» **Activity**
All the records below must be returned exactly as they stand.

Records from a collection
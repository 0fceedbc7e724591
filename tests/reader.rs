use id3tree::prelude::*;
use id3tree::AttributeKind;

use polars::prelude::*;

use std::env;


#[test]
fn read_arff_file() {
    let mut path = env::current_dir().unwrap();
    path.push("tests/dataset/autism-small.arff");
    let data = DatasetReader::new()
        .file(path)
        .read()
        .unwrap();

    assert_eq!(data.shape(), (20, 6));
    let kinds = data.attributes()
        .iter()
        .map(|attr| attr.kind)
        .collect::<Vec<_>>();
    let exp = vec![
        AttributeKind::Nominal,
        AttributeKind::Nominal,
        AttributeKind::Numeric,
        AttributeKind::Nominal,
        AttributeKind::Numeric,
        AttributeKind::Nominal,
    ];
    assert_eq!(kinds, exp, "expected {exp:?}, got {kinds:?}.");

    assert!(data[12]["age"].is_missing());
    assert_eq!(data[0]["A1_Score"], Value::from("1"));
    assert_eq!(data[0]["Class/ASD"], Value::from("NO"));
}


#[test]
fn read_csv_file() {
    let mut path = env::current_dir().unwrap();
    path.push("tests/dataset/lecture.csv");
    let data = DatasetReader::new()
        .file(path)
        .has_header(true)
        .read()
        .unwrap();

    assert_eq!(data.shape(), (4, 6));
    assert_eq!(data[3]["Humor Docente"], Value::from("Bueno"));
    let values = data.distinct_values("Dedicacion").unwrap();
    assert_eq!(values.len(), 3);
}


#[test]
fn missing_file() {
    let res = DatasetReader::new()
        .file("tests/dataset/no-such-file.csv")
        .read();
    assert!(matches!(res, Err(Id3Error::Io(_))));
}


#[test]
fn grow_from_dataframe() {
    let outlook = Series::new(
        "outlook",
        &["sunny", "sunny", "overcast", "rainy", "rainy", "overcast"],
    );
    let windy = Series::new("windy", &[0_i64, 1, 0, 0, 1, 1]);
    let play = Series::new("play", &["no", "no", "yes", "yes", "no", "yes"]);
    let df = DataFrame::new(vec![outlook, windy, play]).unwrap();

    let data = Dataset::from_dataframe(&df).unwrap();
    assert_eq!(data.shape(), (6, 3));

    let f = Id3Builder::new(&data)
        .target("play")
        .numeric_attributes(["windy"])
        .build()
        .unwrap()
        .fit(&data)
        .unwrap();
    assert_eq!(f.validation_error(&data, "play").unwrap(), 0f64);
}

» **Your response**
repository 0fceedbc7e724591
filename tests/reader.rs
use id3tree::prelude::*;
use id3tree::AttributeKind;

use polars::prelude::*;

use std::env;


#[test]
fn read_arff_file() {
    let mut path = env::current_dir().unwrap();
    path.push("tests/dataset/autism-small.arff");
    let data = DatasetReader::new()
        .file(path)
        .read()
        .unwrap();

    assert_eq!(data.shape(), (20, 6));
    let kinds = data.attributes()
        .iter()
        .map(|attr| attr.kind)
        .collect::<Vec<_>>();
    let exp = vec![
        AttributeKind::Nominal,
        AttributeKind::Nominal,
        AttributeKind::Numeric,
        AttributeKind::Nominal,
        AttributeKind::Numeric,
        AttributeKind::Nominal,
    ];
    assert_eq!(kinds, exp, "expected {exp:?}, got {kinds:?}.");

    assert!(data[12]["age"].is_missing());
    assert_eq!(data[0]["A1_Score"], Value::from("1"));
    assert_eq!(data[0]["Class/ASD"], Value::from("NO"));
}


#[test]
fn read_csv_file() {
    let mut path = env::current_dir().unwrap();
    path.push("tests/dataset/lecture.csv");
    let data = DatasetReader::new()
        .file(path)
        .has_header(true)
        .read()
        .unwrap();

    assert_eq!(data.shape(), (4, 6));
    assert_eq!(data[3]["Humor Docente"], Value::from("Bueno"));
    let values = data.distinct_values("Dedicacion").unwrap();
    assert_eq!(values.len(), 3);
}


#[test]
fn missing_file() {
    let res = DatasetReader::new()
        .file("tests/dataset/no-such-file.csv")
        .read();
    assert!(matches!(res, Err(Id3Error::Io(_))));
}


#[test]
fn grow_from_dataframe() {
    let outlook = Series::new(
        "outlook",
        &["sunny", "sunny", "overcast", "rainy", "rainy", "overcast"],
    );
    let windy = Series::new("windy", &[0_i64, 1, 0, 0, 1, 1]);
    let play = Series::new("play", &["no", "no", "yes", "yes", "no", "yes"]);
    let df = DataFrame::new(vec![outlook, windy, play]).unwrap();

    let data = Dataset::from_dataframe(&df).unwrap();
    assert_eq!(data.shape(), (6, 3));

    let f = Id3Builder::new(&data)
        .target("play")
        .numeric_attributes(["windy"])
        .build()
        .unwrap()
        .fit(&data)
        .unwrap();
    assert_eq!(f.validation_error(&data, "play").unwrap(), 0f64);
}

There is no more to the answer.